- **Goal of the exercise**:
Once the line containing "mod testing;" has been written out, stop; until then, restate each line of the entries below word for word from the first.

- **Extracted entries**:

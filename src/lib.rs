//! ToolHub: one endpoint in front of many MCP servers.
//!
//! The hub keeps a connection to every configured upstream server (stdio,
//! SSE or streamable HTTP), publishes their tools, prompts and resources
//! into a namespaced [`registry`], and routes calls back to the owning
//! server through the [`dispatch`] layer. The optional [`smart`] layer
//! ranks capabilities against a free-text query.
//!
//! [`Hub`] wires these together; [`run`] is the binary's entry point.

pub mod config;
pub mod dispatch;
pub mod hub;
pub mod registry;
pub mod smart;
pub mod upstream;

#[cfg(test)]
mod testing;

use tracing_subscriber::fmt::writer::BoxMakeWriter;

pub use hub::Hub;

/// Environment variable holding the log filter; `RUST_LOG` is the fallback.
const LOG_ENV: &str = "TOOLHUB_LOG";
/// Set to `json` for JSON log lines.
const LOG_FORMAT_ENV: &str = "TOOLHUB_LOG_FORMAT";
const DEFAULT_LOG_FILTER: &str = "toolhub=info,warn";

/// Return the platform-standard data directory for ToolHub.
///
/// - macOS: `~/Library/Application Support/toolhub/`
/// - Windows: `{FOLDERID_RoamingAppData}\toolhub\`
/// - Linux: `$XDG_DATA_HOME/toolhub/` (fallback `~/.local/share/toolhub/`)
///
/// Falls back to `~/.toolhub/` only if none of the above can be resolved.
pub fn data_dir() -> std::path::PathBuf {
    if let Some(dir) = dirs::data_dir() {
        return dir.join("toolhub");
    }
    dirs::home_dir()
        .unwrap_or_else(|| std::path::PathBuf::from("."))
        .join(".toolhub")
}

/// Boot the hub from its config file and serve until ctrl-c.
pub async fn run() -> anyhow::Result<()> {
    let dir = data_dir();
    init_tracing(&dir);

    let path = config::find_config_path(&dir)?;
    let hub_config = config::load_config(&path)?;
    tracing::info!(
        path = %path.display(),
        servers = hub_config.servers.len(),
        groups = hub_config.groups.len(),
        smart = hub_config.settings.smart.enabled,
        "configuration loaded"
    );

    let hub = Hub::with_default_stack(&hub_config.settings)?;
    for status in hub.start(hub_config).await {
        match &status.last_error {
            Some(error) => tracing::warn!(
                server = %status.name,
                state = %status.state,
                error = %error,
                "server not connected"
            ),
            None => tracing::info!(
                server = %status.name,
                state = %status.state,
                tools = status.tool_count,
                prompts = status.prompt_count,
                resources = status.resource_count,
                "server ready"
            ),
        }
    }

    tokio::signal::ctrl_c().await?;
    tracing::info!("shutdown requested");
    hub.shutdown().await;
    Ok(())
}

/// Initialize the tracing subscriber, writing structured logs to the data
/// directory.
///
/// On each startup:
/// 1. Rotates existing logs (hub.log → hub.log.1 → .2 → .3, keeps last 3).
/// 2. Opens a fresh hub.log with a line-flushing writer. If it cannot be
///    opened, logs go to stderr.
/// 3. Logs a startup banner with the data directory path.
fn init_tracing(log_dir: &std::path::Path) {
    use tracing_subscriber::fmt;
    use tracing_subscriber::EnvFilter;

    let _ = std::fs::create_dir_all(log_dir);
    let log_path = log_dir.join("hub.log");
    rotate_log_file(&log_path, 3);

    let writer = match std::fs::OpenOptions::new()
        .create(true)
        .append(true)
        .open(&log_path)
    {
        Ok(file) => BoxMakeWriter::new(FlushingWriter::new(file)),
        Err(e) => {
            eprintln!("toolhub: cannot open {}: {e}; logging to stderr", log_path.display());
            BoxMakeWriter::new(std::io::stderr)
        }
    };

    let filter = EnvFilter::try_from_env(LOG_ENV)
        .or_else(|_| EnvFilter::try_from_default_env())
        .unwrap_or_else(|_| EnvFilter::new(DEFAULT_LOG_FILTER));

    let builder = fmt::fmt()
        .with_env_filter(filter)
        .with_writer(writer)
        .with_ansi(false)
        .with_target(true)
        .with_thread_ids(false);

    let json = std::env::var(LOG_FORMAT_ENV).is_ok_and(|v| v.eq_ignore_ascii_case("json"));
    let installed = if json {
        builder.json().try_init()
    } else {
        builder.try_init()
    };
    if let Err(e) = installed {
        eprintln!("toolhub: tracing already initialized: {e}");
    }

    tracing::info!(
        version = env!("CARGO_PKG_VERSION"),
        data_dir = %log_dir.display(),
        log_file = %log_path.display(),
        pid = std::process::id(),
        "=== ToolHub starting ==="
    );
}

/// Rotate log files: `hub.log` → `hub.log.1` → `.2` → … → `.{keep}`.
///
/// Oldest file beyond `keep` is deleted. Missing files in the chain are skipped.
fn rotate_log_file(base_path: &std::path::Path, keep: u32) {
    let oldest = format!("{}.{keep}", base_path.display());
    let _ = std::fs::remove_file(&oldest);

    // Shift: .{n-1} → .{n}
    for i in (1..keep).rev() {
        let from = format!("{}.{i}", base_path.display());
        let to = format!("{}.{}", base_path.display(), i + 1);
        let _ = std::fs::rename(&from, &to);
    }

    if base_path.exists() {
        let to = format!("{}.1", base_path.display());
        let _ = std::fs::rename(base_path, &to);
    }
}

/// A writer that wraps `std::fs::File` and flushes after every write, so
/// each log line is on disk even if the process dies.
#[derive(Clone)]
struct FlushingWriter {
    file: std::sync::Arc<std::sync::Mutex<std::fs::File>>,
}

impl FlushingWriter {
    fn new(file: std::fs::File) -> Self {
        Self {
            file: std::sync::Arc::new(std::sync::Mutex::new(file)),
        }
    }
}

impl std::io::Write for FlushingWriter {
    fn write(&mut self, buf: &[u8]) -> std::io::Result<usize> {
        let mut f = self
            .file
            .lock()
            .map_err(|e| std::io::Error::other(format!("lock poisoned: {e}")))?;
        let n = std::io::Write::write(&mut *f, buf)?;
        std::io::Write::flush(&mut *f)?;
        Ok(n)
    }

    fn flush(&mut self) -> std::io::Result<()> {
        let mut f = self
            .file
            .lock()
            .map_err(|e| std::io::Error::other(format!("lock poisoned: {e}")))?;
        std::io::Write::flush(&mut *f)
    }
}

impl<'a> tracing_subscriber::fmt::MakeWriter<'a> for FlushingWriter {
    type Writer = FlushingWriter;

    fn make_writer(&'a self) -> Self::Writer {
        self.clone()
    }
}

- **Worked solution**:
filename src/lib.rs
//! ToolHub: one endpoint in front of many MCP servers.
//!
//! The hub keeps a connection to every configured upstream server (stdio,
//! SSE or streamable HTTP), publishes their tools, prompts and resources
//! into a namespaced [`registry`], and routes calls back to the owning
//! server through the [`dispatch`] layer. The optional [`smart`] layer
//! ranks capabilities against a free-text query.
//!
//! [`Hub`] wires these together; [`run`] is the binary's entry point.

pub mod config;
pub mod dispatch;
pub mod hub;
pub mod registry;
pub mod smart;
pub mod upstream;

#[cfg(test)]
mod testing;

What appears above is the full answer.